### Task requirements
Return exactly the lines below, starting with the one that has "keyed by slug." and going on through the one that has "#[derive(Debug, Error)]".

### Records to process
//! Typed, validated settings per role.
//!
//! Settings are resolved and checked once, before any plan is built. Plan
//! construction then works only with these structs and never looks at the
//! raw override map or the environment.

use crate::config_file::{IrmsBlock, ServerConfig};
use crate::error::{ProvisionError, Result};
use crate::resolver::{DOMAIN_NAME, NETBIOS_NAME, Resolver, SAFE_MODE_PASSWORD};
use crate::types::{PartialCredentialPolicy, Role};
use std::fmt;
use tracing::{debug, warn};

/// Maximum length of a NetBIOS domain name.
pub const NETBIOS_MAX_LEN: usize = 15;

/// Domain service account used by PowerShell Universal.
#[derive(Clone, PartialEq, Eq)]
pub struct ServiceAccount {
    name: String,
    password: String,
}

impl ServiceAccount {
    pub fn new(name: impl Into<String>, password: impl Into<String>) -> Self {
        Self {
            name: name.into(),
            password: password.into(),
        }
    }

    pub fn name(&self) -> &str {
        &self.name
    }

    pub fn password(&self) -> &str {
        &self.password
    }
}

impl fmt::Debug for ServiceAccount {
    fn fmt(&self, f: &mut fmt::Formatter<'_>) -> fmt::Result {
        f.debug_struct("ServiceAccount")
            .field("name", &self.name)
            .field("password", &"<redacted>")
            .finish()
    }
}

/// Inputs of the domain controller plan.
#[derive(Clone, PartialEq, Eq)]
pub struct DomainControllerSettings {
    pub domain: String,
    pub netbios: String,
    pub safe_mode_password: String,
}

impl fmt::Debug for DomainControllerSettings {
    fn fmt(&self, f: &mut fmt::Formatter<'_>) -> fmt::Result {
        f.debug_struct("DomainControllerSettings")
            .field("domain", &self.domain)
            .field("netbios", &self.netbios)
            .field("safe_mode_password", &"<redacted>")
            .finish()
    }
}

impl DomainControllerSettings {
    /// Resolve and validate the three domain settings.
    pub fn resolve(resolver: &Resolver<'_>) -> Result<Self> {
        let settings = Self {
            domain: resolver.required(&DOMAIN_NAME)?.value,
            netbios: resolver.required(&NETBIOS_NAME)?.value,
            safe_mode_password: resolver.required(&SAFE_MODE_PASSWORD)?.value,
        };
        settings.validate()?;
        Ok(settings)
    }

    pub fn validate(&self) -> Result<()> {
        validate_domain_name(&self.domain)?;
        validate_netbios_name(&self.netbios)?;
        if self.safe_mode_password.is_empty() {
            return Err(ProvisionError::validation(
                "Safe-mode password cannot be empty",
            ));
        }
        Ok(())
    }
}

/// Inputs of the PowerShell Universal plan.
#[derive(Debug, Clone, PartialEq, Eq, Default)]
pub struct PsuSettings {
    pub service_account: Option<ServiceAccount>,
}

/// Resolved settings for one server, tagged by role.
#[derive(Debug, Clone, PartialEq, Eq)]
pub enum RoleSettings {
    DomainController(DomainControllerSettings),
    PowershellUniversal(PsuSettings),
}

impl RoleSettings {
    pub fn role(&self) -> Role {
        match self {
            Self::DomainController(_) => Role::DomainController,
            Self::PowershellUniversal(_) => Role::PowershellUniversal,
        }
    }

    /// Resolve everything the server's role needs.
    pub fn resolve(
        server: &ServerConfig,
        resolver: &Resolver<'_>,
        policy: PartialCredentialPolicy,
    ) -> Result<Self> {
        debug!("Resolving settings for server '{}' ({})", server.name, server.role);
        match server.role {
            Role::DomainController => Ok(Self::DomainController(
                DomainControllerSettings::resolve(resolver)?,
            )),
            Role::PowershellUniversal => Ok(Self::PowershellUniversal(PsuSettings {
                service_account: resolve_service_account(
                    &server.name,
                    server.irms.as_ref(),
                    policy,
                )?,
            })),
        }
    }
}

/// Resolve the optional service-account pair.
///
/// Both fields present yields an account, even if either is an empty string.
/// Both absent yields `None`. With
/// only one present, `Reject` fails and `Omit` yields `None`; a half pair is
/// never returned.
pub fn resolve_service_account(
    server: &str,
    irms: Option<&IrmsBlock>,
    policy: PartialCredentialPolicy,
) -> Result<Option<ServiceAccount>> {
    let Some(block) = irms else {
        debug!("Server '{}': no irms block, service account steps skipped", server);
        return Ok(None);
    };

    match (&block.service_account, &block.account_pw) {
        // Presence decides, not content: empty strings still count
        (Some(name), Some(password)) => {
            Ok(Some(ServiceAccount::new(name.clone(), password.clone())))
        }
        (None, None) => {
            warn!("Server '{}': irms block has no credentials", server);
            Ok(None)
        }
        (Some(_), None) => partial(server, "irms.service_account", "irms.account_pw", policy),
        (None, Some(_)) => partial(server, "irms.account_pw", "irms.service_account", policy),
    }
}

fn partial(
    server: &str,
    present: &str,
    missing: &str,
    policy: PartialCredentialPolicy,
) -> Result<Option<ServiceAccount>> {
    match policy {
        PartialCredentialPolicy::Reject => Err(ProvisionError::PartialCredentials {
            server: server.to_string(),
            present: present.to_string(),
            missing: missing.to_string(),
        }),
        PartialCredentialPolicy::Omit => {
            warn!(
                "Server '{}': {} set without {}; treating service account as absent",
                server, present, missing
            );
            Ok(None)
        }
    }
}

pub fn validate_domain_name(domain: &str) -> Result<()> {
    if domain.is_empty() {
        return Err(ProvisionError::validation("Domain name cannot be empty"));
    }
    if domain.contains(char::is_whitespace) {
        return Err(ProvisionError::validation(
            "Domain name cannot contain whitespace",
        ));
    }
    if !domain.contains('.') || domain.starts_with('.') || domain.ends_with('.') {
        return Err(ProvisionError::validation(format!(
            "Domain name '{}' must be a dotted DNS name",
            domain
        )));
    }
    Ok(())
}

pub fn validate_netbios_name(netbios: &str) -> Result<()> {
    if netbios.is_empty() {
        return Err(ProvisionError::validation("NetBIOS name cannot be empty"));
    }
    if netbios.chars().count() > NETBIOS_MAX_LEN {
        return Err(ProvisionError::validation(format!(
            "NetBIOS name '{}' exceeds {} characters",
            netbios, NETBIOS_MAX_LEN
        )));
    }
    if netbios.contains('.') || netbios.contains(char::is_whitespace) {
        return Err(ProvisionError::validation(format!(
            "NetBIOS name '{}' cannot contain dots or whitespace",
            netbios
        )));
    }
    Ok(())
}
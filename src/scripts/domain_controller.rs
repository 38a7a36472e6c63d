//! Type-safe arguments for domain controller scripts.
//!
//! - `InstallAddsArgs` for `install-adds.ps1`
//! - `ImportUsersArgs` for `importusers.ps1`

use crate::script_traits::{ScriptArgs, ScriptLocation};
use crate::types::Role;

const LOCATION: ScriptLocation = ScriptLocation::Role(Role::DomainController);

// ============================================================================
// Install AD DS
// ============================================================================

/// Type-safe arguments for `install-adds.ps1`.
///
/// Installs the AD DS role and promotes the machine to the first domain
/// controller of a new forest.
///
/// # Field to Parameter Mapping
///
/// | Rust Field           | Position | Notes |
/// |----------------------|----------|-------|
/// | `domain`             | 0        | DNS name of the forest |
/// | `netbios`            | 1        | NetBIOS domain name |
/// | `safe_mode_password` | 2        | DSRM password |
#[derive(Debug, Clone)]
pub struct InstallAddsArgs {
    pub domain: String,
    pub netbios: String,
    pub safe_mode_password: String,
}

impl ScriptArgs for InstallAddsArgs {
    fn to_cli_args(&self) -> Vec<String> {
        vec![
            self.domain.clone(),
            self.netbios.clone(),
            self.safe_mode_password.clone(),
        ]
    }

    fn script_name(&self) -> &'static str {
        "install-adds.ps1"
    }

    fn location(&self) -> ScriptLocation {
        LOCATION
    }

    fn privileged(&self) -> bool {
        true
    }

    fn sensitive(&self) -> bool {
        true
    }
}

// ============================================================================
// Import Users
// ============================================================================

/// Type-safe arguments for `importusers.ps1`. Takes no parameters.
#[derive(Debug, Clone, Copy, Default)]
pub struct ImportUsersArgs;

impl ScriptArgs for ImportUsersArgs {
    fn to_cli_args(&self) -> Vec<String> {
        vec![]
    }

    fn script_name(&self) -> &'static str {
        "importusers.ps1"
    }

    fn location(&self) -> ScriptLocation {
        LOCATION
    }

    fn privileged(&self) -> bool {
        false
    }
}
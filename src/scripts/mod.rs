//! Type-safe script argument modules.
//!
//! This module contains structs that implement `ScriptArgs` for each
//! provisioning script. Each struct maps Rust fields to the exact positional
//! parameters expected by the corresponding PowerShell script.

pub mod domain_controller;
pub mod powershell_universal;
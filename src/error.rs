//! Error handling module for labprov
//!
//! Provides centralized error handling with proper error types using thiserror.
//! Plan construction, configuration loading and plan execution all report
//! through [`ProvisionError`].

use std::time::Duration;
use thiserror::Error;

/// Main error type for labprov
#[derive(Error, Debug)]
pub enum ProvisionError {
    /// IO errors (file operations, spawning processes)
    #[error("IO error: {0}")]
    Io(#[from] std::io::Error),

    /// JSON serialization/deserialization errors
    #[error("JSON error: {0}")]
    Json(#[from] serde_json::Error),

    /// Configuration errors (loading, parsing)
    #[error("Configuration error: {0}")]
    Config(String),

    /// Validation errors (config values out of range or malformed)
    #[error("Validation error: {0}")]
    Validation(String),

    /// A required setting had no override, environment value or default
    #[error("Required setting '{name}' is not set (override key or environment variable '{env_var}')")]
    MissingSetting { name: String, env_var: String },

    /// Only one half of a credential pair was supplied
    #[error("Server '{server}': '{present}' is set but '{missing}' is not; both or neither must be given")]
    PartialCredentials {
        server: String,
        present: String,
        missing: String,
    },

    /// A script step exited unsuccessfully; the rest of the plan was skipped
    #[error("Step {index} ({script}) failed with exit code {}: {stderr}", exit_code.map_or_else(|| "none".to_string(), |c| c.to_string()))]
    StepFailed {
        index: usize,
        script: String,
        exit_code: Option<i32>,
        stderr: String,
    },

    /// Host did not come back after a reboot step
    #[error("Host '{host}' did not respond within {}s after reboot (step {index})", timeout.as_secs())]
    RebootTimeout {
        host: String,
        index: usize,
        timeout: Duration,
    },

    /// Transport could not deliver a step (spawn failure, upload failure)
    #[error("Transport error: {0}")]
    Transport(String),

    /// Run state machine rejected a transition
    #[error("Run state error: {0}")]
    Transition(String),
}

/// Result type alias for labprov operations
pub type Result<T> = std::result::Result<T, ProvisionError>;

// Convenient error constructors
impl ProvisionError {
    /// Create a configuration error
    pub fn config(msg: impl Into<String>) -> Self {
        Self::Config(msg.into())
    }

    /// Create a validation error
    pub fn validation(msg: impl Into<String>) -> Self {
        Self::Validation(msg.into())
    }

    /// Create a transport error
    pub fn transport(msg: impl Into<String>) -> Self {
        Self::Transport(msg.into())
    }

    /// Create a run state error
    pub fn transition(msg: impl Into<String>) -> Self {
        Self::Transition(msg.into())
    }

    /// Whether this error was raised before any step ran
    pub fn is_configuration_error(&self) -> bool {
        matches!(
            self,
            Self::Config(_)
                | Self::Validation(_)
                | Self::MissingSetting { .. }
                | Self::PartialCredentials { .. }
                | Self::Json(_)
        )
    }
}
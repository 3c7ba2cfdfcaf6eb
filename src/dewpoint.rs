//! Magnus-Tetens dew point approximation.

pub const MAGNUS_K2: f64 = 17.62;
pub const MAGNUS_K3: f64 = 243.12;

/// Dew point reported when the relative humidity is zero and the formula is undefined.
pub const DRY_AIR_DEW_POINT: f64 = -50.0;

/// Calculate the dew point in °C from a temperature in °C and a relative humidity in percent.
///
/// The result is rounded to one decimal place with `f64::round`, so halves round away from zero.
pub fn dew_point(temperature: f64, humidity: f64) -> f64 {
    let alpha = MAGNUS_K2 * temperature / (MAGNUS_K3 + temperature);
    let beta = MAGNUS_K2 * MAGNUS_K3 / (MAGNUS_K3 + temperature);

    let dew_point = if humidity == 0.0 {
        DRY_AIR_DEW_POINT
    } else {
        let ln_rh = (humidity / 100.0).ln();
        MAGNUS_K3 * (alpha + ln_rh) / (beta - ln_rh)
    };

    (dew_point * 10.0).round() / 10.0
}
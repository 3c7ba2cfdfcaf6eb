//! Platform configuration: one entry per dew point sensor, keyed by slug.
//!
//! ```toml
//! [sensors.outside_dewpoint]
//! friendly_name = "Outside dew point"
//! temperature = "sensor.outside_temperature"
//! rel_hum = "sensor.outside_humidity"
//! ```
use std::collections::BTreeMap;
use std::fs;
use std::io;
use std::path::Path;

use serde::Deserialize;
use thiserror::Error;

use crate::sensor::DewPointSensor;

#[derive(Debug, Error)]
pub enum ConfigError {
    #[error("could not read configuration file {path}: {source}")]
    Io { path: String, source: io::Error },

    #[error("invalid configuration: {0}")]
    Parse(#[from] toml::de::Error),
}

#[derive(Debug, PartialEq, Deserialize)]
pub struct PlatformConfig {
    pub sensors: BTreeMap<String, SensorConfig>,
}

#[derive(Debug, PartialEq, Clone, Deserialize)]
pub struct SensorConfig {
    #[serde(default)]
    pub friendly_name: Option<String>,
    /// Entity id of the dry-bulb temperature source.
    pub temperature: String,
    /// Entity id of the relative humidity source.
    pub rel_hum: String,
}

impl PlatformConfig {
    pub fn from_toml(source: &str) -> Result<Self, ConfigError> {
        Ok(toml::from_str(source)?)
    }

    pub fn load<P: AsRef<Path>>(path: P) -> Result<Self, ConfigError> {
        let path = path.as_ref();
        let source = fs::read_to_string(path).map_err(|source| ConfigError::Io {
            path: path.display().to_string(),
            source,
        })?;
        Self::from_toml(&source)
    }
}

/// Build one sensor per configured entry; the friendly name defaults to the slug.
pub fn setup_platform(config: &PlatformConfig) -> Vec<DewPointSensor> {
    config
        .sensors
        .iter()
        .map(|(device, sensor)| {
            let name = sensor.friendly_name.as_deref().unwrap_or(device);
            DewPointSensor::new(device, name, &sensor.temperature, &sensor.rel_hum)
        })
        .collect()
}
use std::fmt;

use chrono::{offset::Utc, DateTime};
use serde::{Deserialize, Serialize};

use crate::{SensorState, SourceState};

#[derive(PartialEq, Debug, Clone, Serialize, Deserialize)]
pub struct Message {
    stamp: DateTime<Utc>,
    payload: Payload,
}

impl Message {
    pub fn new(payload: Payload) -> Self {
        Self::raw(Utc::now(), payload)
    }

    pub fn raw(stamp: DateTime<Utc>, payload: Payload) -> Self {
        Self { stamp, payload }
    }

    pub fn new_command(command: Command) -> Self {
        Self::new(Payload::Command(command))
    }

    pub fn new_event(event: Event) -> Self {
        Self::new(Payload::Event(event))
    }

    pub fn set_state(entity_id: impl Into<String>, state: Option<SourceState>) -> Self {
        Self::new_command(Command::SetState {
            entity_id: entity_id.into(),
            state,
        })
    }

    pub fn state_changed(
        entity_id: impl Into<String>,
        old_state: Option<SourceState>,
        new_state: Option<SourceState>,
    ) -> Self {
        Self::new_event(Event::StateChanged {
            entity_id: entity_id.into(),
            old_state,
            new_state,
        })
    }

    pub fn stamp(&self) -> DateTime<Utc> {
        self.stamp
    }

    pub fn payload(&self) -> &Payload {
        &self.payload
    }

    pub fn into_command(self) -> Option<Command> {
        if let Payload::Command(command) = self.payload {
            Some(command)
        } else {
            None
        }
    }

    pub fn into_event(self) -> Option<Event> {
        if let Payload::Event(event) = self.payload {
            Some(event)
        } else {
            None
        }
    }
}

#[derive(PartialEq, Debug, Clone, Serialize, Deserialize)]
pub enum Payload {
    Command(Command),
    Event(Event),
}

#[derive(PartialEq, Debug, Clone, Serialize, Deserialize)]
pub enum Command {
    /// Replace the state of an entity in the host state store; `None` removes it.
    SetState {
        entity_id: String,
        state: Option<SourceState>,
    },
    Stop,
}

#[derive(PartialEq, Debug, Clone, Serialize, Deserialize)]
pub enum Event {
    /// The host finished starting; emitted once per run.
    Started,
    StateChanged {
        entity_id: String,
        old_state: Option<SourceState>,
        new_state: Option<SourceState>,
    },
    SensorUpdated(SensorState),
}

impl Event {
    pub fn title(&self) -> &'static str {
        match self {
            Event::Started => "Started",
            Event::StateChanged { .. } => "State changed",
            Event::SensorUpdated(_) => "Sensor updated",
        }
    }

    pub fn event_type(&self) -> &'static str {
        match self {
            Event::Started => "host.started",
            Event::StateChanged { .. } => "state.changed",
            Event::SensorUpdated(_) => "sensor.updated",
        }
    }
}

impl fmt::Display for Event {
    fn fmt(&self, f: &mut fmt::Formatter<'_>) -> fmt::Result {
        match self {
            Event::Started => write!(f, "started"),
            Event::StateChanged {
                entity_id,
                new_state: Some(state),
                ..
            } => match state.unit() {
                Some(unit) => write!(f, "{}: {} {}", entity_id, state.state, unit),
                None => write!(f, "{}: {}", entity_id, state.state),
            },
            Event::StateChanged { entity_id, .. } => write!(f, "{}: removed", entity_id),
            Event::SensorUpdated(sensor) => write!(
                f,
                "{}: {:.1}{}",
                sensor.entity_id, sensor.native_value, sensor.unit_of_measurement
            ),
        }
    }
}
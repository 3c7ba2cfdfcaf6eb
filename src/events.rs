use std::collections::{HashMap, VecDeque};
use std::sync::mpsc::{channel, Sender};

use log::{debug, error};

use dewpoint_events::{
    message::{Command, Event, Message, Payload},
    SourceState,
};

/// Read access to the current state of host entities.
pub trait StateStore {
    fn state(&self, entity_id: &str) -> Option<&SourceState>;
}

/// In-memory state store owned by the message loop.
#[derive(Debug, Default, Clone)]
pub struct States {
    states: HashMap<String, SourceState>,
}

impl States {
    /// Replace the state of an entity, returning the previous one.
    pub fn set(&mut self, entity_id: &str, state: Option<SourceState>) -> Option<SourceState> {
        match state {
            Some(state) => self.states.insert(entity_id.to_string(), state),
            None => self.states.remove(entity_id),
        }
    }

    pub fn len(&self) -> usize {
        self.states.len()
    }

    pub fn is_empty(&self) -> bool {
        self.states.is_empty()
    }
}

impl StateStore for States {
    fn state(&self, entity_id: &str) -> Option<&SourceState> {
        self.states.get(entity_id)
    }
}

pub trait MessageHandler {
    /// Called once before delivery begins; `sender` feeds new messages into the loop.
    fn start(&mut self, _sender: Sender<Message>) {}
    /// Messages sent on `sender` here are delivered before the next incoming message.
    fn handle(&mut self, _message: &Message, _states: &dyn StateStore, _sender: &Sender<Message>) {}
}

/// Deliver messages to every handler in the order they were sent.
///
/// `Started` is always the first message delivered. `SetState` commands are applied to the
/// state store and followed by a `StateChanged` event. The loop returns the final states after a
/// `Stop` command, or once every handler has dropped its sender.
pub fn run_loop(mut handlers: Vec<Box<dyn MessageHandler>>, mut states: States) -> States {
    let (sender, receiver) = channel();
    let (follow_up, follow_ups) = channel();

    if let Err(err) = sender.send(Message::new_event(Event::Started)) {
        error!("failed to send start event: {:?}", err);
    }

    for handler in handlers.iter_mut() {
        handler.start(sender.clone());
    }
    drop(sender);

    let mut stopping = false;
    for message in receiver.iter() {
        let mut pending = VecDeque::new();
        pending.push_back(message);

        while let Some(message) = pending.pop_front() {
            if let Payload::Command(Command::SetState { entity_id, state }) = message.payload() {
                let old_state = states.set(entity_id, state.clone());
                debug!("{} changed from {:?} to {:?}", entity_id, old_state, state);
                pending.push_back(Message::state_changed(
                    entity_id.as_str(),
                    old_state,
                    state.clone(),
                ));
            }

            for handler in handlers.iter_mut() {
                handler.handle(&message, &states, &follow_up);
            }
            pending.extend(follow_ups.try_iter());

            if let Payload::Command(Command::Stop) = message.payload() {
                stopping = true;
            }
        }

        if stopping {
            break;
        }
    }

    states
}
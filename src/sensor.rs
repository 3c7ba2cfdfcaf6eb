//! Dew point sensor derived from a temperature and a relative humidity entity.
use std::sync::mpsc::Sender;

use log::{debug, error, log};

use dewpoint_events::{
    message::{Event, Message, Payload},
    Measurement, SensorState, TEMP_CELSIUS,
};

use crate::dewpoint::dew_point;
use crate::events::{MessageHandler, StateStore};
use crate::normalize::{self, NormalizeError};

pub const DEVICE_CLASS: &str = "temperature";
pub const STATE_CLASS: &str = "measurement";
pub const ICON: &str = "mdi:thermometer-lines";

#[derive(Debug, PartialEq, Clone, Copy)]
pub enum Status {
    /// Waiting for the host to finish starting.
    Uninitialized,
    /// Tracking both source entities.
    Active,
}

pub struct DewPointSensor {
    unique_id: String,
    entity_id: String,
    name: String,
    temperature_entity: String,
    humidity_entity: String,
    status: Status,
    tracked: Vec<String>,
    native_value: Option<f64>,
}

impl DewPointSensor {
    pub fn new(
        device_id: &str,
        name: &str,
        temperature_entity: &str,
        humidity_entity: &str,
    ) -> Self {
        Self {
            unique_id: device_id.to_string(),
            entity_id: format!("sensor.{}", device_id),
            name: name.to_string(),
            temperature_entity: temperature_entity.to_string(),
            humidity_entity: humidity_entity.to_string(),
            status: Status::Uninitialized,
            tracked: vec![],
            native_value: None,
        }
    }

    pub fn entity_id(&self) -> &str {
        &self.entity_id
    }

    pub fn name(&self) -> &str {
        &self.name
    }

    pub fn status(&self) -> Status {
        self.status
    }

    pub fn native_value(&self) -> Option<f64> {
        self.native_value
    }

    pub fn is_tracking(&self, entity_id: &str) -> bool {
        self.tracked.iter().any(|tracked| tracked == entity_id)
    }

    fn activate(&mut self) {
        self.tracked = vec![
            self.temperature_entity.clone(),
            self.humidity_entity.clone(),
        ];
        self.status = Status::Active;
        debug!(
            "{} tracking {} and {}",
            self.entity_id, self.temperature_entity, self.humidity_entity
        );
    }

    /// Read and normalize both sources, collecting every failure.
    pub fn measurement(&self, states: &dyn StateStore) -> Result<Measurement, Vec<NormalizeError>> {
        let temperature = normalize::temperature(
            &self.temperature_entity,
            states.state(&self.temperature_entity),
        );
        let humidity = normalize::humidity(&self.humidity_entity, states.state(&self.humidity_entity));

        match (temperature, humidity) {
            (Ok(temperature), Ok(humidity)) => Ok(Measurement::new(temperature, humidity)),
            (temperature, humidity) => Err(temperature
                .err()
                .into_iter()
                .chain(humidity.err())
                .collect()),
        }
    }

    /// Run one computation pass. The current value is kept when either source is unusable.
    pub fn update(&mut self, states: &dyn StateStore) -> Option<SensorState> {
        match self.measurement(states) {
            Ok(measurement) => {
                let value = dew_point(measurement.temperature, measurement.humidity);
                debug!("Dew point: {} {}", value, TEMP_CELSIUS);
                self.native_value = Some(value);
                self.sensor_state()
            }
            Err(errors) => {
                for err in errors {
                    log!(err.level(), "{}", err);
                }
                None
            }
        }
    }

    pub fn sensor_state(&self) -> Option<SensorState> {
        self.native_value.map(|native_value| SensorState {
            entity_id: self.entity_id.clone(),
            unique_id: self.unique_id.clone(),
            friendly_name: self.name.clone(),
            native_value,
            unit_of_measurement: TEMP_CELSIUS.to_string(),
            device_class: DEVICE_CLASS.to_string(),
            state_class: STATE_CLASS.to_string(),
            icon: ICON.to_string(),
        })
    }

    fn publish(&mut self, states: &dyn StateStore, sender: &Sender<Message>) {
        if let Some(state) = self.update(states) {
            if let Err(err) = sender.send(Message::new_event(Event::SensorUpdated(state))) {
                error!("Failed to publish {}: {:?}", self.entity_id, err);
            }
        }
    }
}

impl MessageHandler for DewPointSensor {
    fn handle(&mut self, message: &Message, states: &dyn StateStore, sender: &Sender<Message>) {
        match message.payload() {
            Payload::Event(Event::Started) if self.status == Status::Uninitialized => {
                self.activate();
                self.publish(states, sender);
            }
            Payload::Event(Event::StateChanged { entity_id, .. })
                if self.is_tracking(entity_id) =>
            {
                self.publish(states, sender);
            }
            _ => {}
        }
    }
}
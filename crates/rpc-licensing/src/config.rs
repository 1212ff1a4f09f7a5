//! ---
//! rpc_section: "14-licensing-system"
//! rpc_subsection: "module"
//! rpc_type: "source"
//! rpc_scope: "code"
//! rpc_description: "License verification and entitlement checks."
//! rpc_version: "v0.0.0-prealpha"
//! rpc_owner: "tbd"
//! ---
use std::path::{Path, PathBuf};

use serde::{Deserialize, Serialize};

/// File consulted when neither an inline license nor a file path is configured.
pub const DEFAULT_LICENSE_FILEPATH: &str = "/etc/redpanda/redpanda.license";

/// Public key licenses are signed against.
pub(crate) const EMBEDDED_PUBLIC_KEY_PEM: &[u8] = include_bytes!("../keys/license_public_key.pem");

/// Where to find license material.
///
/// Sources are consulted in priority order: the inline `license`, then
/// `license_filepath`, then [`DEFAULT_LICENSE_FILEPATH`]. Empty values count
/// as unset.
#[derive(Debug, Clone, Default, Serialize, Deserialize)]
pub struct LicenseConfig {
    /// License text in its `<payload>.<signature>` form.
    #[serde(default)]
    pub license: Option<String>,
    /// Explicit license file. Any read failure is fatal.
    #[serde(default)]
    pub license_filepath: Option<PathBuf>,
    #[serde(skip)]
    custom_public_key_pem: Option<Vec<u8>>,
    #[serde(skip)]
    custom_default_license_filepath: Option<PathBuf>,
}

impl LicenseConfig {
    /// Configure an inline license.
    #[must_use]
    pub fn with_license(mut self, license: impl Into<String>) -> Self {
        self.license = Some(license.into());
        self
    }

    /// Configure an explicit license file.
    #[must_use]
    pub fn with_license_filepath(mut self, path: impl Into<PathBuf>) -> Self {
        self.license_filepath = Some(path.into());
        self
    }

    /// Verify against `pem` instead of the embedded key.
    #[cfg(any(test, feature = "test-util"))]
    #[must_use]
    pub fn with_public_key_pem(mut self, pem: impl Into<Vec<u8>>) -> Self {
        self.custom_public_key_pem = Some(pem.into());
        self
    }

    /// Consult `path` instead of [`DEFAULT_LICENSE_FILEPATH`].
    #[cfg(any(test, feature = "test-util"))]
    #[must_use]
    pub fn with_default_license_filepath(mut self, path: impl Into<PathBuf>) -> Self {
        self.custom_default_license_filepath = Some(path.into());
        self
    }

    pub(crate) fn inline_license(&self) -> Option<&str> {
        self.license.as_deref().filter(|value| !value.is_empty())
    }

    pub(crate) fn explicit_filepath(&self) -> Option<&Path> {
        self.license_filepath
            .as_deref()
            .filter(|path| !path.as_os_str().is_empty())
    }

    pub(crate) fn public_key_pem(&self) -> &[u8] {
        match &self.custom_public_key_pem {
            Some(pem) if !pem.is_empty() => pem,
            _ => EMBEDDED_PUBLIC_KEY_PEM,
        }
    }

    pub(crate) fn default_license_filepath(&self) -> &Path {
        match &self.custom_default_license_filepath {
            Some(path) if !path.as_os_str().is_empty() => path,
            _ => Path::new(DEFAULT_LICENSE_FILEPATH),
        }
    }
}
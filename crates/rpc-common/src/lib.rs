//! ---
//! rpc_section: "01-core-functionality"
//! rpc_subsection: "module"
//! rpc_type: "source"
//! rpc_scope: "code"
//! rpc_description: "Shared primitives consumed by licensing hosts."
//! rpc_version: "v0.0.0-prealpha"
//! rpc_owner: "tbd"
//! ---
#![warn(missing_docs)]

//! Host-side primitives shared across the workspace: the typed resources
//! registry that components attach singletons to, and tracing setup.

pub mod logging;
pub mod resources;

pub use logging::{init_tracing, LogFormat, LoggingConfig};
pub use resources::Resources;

### Solution to this exercise
//! Platform configuration: one entry per dew point sensor, keyed by slug.
//!
//! ```toml
//! [sensors.outside_dewpoint]
//! friendly_name = "Outside dew point"
//! temperature = "sensor.outside_temperature"
//! rel_hum = "sensor.outside_humidity"
//! ```
use std::collections::BTreeMap;
use std::fs;
use std::io;
use std::path::Path;

use serde::Deserialize;
use thiserror::Error;

use crate::sensor::DewPointSensor;

#[derive(Debug, Error)]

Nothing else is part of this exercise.